Top of DATA FOR THE TASK

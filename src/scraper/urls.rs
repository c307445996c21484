//! URL construction for one event's pages

use crate::{ParkError, Result};
use url::Url;

/// Source URLs of a single monitored event
///
/// Built once per session from the configured base URL and the event id, so
/// the rest of the session never string-formats URLs.
#[derive(Debug, Clone)]
pub struct EventUrls {
    homepage: String,
    results_prefix: String,
}

impl EventUrls {
    /// Validates the event id and base URL and builds the page URLs
    ///
    /// The event id must be usable as a single path segment, exactly as it
    /// appears in the source site's URLs.
    pub fn new(base_url: &str, event_id: &str) -> Result<Self> {
        if event_id.is_empty()
            || !event_id
                .chars()
                .all(|c| c.is_ascii_alphanumeric() || c == '-')
        {
            return Err(ParkError::InvalidEventId(event_id.to_string()));
        }

        // Parse to validate; the stored URLs are plain strings
        let base = Url::parse(base_url)?;
        let base = base.as_str().trim_end_matches('/');

        Ok(Self {
            homepage: format!("{}/{}/", base, event_id),
            results_prefix: format!("{}/{}/results/", base, event_id),
        })
    }

    /// The event's landing page
    pub fn homepage(&self) -> &str {
        &self.homepage
    }

    /// The results page for one event instance
    pub fn results(&self, event_no: u32) -> String {
        format!("{}{}", self.results_prefix, event_no)
    }
}
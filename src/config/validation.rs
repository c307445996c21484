use crate::config::types::{Config, OutputConfig, ScraperConfig, UserAgentConfig};
use crate::ConfigError;
use chrono::Weekday;
use std::str::FromStr;
use url::Url;

/// Validates the entire configuration
pub fn validate(config: &Config) -> Result<(), ConfigError> {
    validate_scraper_config(&config.scraper)?;
    validate_user_agent_config(&config.user_agent)?;
    validate_output_config(&config.output)?;
    Ok(())
}

/// Parses the configured event day into a weekday
///
/// Accepts full names and three-letter abbreviations, case-insensitive
/// ("saturday", "Sat", ...).
pub fn parse_event_day(day: &str) -> Result<Weekday, ConfigError> {
    Weekday::from_str(day).map_err(|_| {
        ConfigError::Validation(format!(
            "event-day must be a weekday name, got '{}'",
            day
        ))
    })
}

/// Validates scraper configuration
fn validate_scraper_config(config: &ScraperConfig) -> Result<(), ConfigError> {
    let base = Url::parse(&config.base_url)
        .map_err(|e| ConfigError::InvalidUrl(format!("Invalid base-url: {}", e)))?;

    if base.scheme() != "http" && base.scheme() != "https" {
        return Err(ConfigError::InvalidUrl(format!(
            "base-url must be http(s), got '{}'",
            config.base_url
        )));
    }

    if config.page_delay < 100 {
        return Err(ConfigError::Validation(format!(
            "page-delay must be >= 100ms, got {}ms",
            config.page_delay
        )));
    }

    parse_event_day(&config.event_day)?;

    Ok(())
}

/// Validates user agent configuration
fn validate_user_agent_config(config: &UserAgentConfig) -> Result<(), ConfigError> {
    // Validate crawler name: non-empty, alphanumeric + hyphens only
    if config.crawler_name.is_empty() {
        return Err(ConfigError::Validation(
            "crawler_name cannot be empty".to_string(),
        ));
    }

    if !config
        .crawler_name
        .chars()
        .all(|c| c.is_alphanumeric() || c == '-')
    {
        return Err(ConfigError::Validation(format!(
            "crawler_name must contain only alphanumeric characters and hyphens, got '{}'",
            config.crawler_name
        )));
    }

    // Validate contact URL
    Url::parse(&config.contact_url)
        .map_err(|e| ConfigError::InvalidUrl(format!("Invalid contact_url: {}", e)))?;

    // Validate contact email (basic validation)
    validate_email(&config.contact_email)?;

    Ok(())
}

/// Validates output configuration
fn validate_output_config(config: &OutputConfig) -> Result<(), ConfigError> {
    if config.dataset_dir.is_empty() {
        return Err(ConfigError::Validation(
            "dataset_dir cannot be empty".to_string(),
        ));
    }
    Ok(())
}

/// Basic email validation: one '@' with non-empty local and domain parts
fn validate_email(email: &str) -> Result<(), ConfigError> {
    let mut parts = email.splitn(2, '@');
    let local = parts.next().unwrap_or("");
    let domain = parts.next().unwrap_or("");

    if local.is_empty() || domain.is_empty() || !domain.contains('.') {
        return Err(ConfigError::Validation(format!(
            "contact_email is not a valid email address: '{}'",
            email
        )));
    }

    Ok(())
}
//! Data model for accumulated results
//!
//! # Components
//!
//! - `ResultRecord`: one participant's outcome in one event instance
//! - `Runner`: identified runner with details, or an anonymized row
//! - `Dataset`: the running table of records plus the fetched-event set

mod accumulator;
mod record;

pub use accumulator::Dataset;
pub use record::{ResultRecord, Runner, RunnerDetails, UNKNOWN_NAME};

Bottom of DATA FOR THE TASK

PROBLEM DETAILS
Everything in the listing needs to appear again exactly.

OUTPUT FOR THIS TASK
filename src/scraper/urls.rs
repository c307445996c21484
//! URL construction for one event's pages

use crate::{ParkError, Result};
use url::Url;

/// Source URLs of a single monitored event
///
/// Built once per session from the configured base URL and the event id, so
/// the rest of the session never string-formats URLs.
#[derive(Debug, Clone)]
pub struct EventUrls {
    homepage: String,
    results_prefix: String,
}

impl EventUrls {
    /// Validates the event id and base URL and builds the page URLs
    ///
    /// The event id must be usable as a single path segment, exactly as it
    /// appears in the source site's URLs.
    pub fn new(base_url: &str, event_id: &str) -> Result<Self> {
        if event_id.is_empty()
            || !event_id
                .chars()
                .all(|c| c.is_ascii_alphanumeric() || c == '-')
        {
            return Err(ParkError::InvalidEventId(event_id.to_string()));
        }

        // Parse to validate; the stored URLs are plain strings
        let base = Url::parse(base_url)?;
        let base = base.as_str().trim_end_matches('/');

        Ok(Self {
            homepage: format!("{}/{}/", base, event_id),
            results_prefix: format!("{}/{}/results/", base, event_id),
        })
    }

    /// The event's landing page
    pub fn homepage(&self) -> &str {
        &self.homepage
    }

    /// The results page for one event instance
    pub fn results(&self, event_no: u32) -> String {
        format!("{}{}", self.results_prefix, event_no)
    }
}
filename src/config/validation.rs
repository c307445996c21484
use crate::config::types::{Config, OutputConfig, ScraperConfig, UserAgentConfig};
use crate::ConfigError;
use chrono::Weekday;
use std::str::FromStr;
use url::Url;

/// Validates the entire configuration
pub fn validate(config: &Config) -> Result<(), ConfigError> {
    validate_scraper_config(&config.scraper)?;
    validate_user_agent_config(&config.user_agent)?;
    validate_output_config(&config.output)?;
    Ok(())
}

/// Parses the configured event day into a weekday
///
/// Accepts full names and three-letter abbreviations, case-insensitive
/// ("saturday", "Sat", ...).
pub fn parse_event_day(day: &str) -> Result<Weekday, ConfigError> {
    Weekday::from_str(day).map_err(|_| {
        ConfigError::Validation(format!(
            "event-day must be a weekday name, got '{}'",
            day
        ))
    })
}

/// Validates scraper configuration
fn validate_scraper_config(config: &ScraperConfig) -> Result<(), ConfigError> {
    let base = Url::parse(&config.base_url)
        .map_err(|e| ConfigError::InvalidUrl(format!("Invalid base-url: {}", e)))?;

    if base.scheme() != "http" && base.scheme() != "https" {
        return Err(ConfigError::InvalidUrl(format!(
            "base-url must be http(s), got '{}'",
            config.base_url
        )));
    }

    if config.page_delay < 100 {
        return Err(ConfigError::Validation(format!(
            "page-delay must be >= 100ms, got {}ms",
            config.page_delay
        )));
    }

    parse_event_day(&config.event_day)?;

    Ok(())
}

/// Validates user agent configuration
fn validate_user_agent_config(config: &UserAgentConfig) -> Result<(), ConfigError> {
    // Validate crawler name: non-empty, alphanumeric + hyphens only
    if config.crawler_name.is_empty() {
        return Err(ConfigError::Validation(
            "crawler_name cannot be empty".to_string(),
        ));
    }

    if !config
        .crawler_name
        .chars()
        .all(|c| c.is_alphanumeric() || c == '-')
    {
        return Err(ConfigError::Validation(format!(
            "crawler_name must contain only alphanumeric characters and hyphens, got '{}'",
            config.crawler_name
        )));
    }

    // Validate contact URL
    Url::parse(&config.contact_url)
        .map_err(|e| ConfigError::InvalidUrl(format!("Invalid contact_url: {}", e)))?;

    // Validate contact email (basic validation)
    validate_email(&config.contact_email)?;

    Ok(())
}

/// Validates output configuration
fn validate_output_config(config: &OutputConfig) -> Result<(), ConfigError> {
    if config.dataset_dir.is_empty() {
        return Err(ConfigError::Validation(
            "dataset_dir cannot be empty".to_string(),
        ));
    }
    Ok(())
}

/// Basic email validation: one '@' with non-empty local and domain parts
fn validate_email(email: &str) -> Result<(), ConfigError> {
    let mut parts = email.splitn(2, '@');
    let local = parts.next().unwrap_or("");
    let domain = parts.next().unwrap_or("");

    if local.is_empty() || domain.is_empty() || !domain.contains('.') {
        return Err(ConfigError::Validation(format!(
            "contact_email is not a valid email address: '{}'",
            email
        )));
    }

    Ok(())
}
//! Data model for accumulated results
//!
//! # Components
//!
//! - `ResultRecord`: one participant's outcome in one event instance
//! - `Runner`: identified runner with details, or an anonymized row
//! - `Dataset`: the running table of records plus the fetched-event set

mod accumulator;
mod record;

pub use accumulator::Dataset;
pub use record::{ResultRecord, Runner, RunnerDetails, UNKNOWN_NAME};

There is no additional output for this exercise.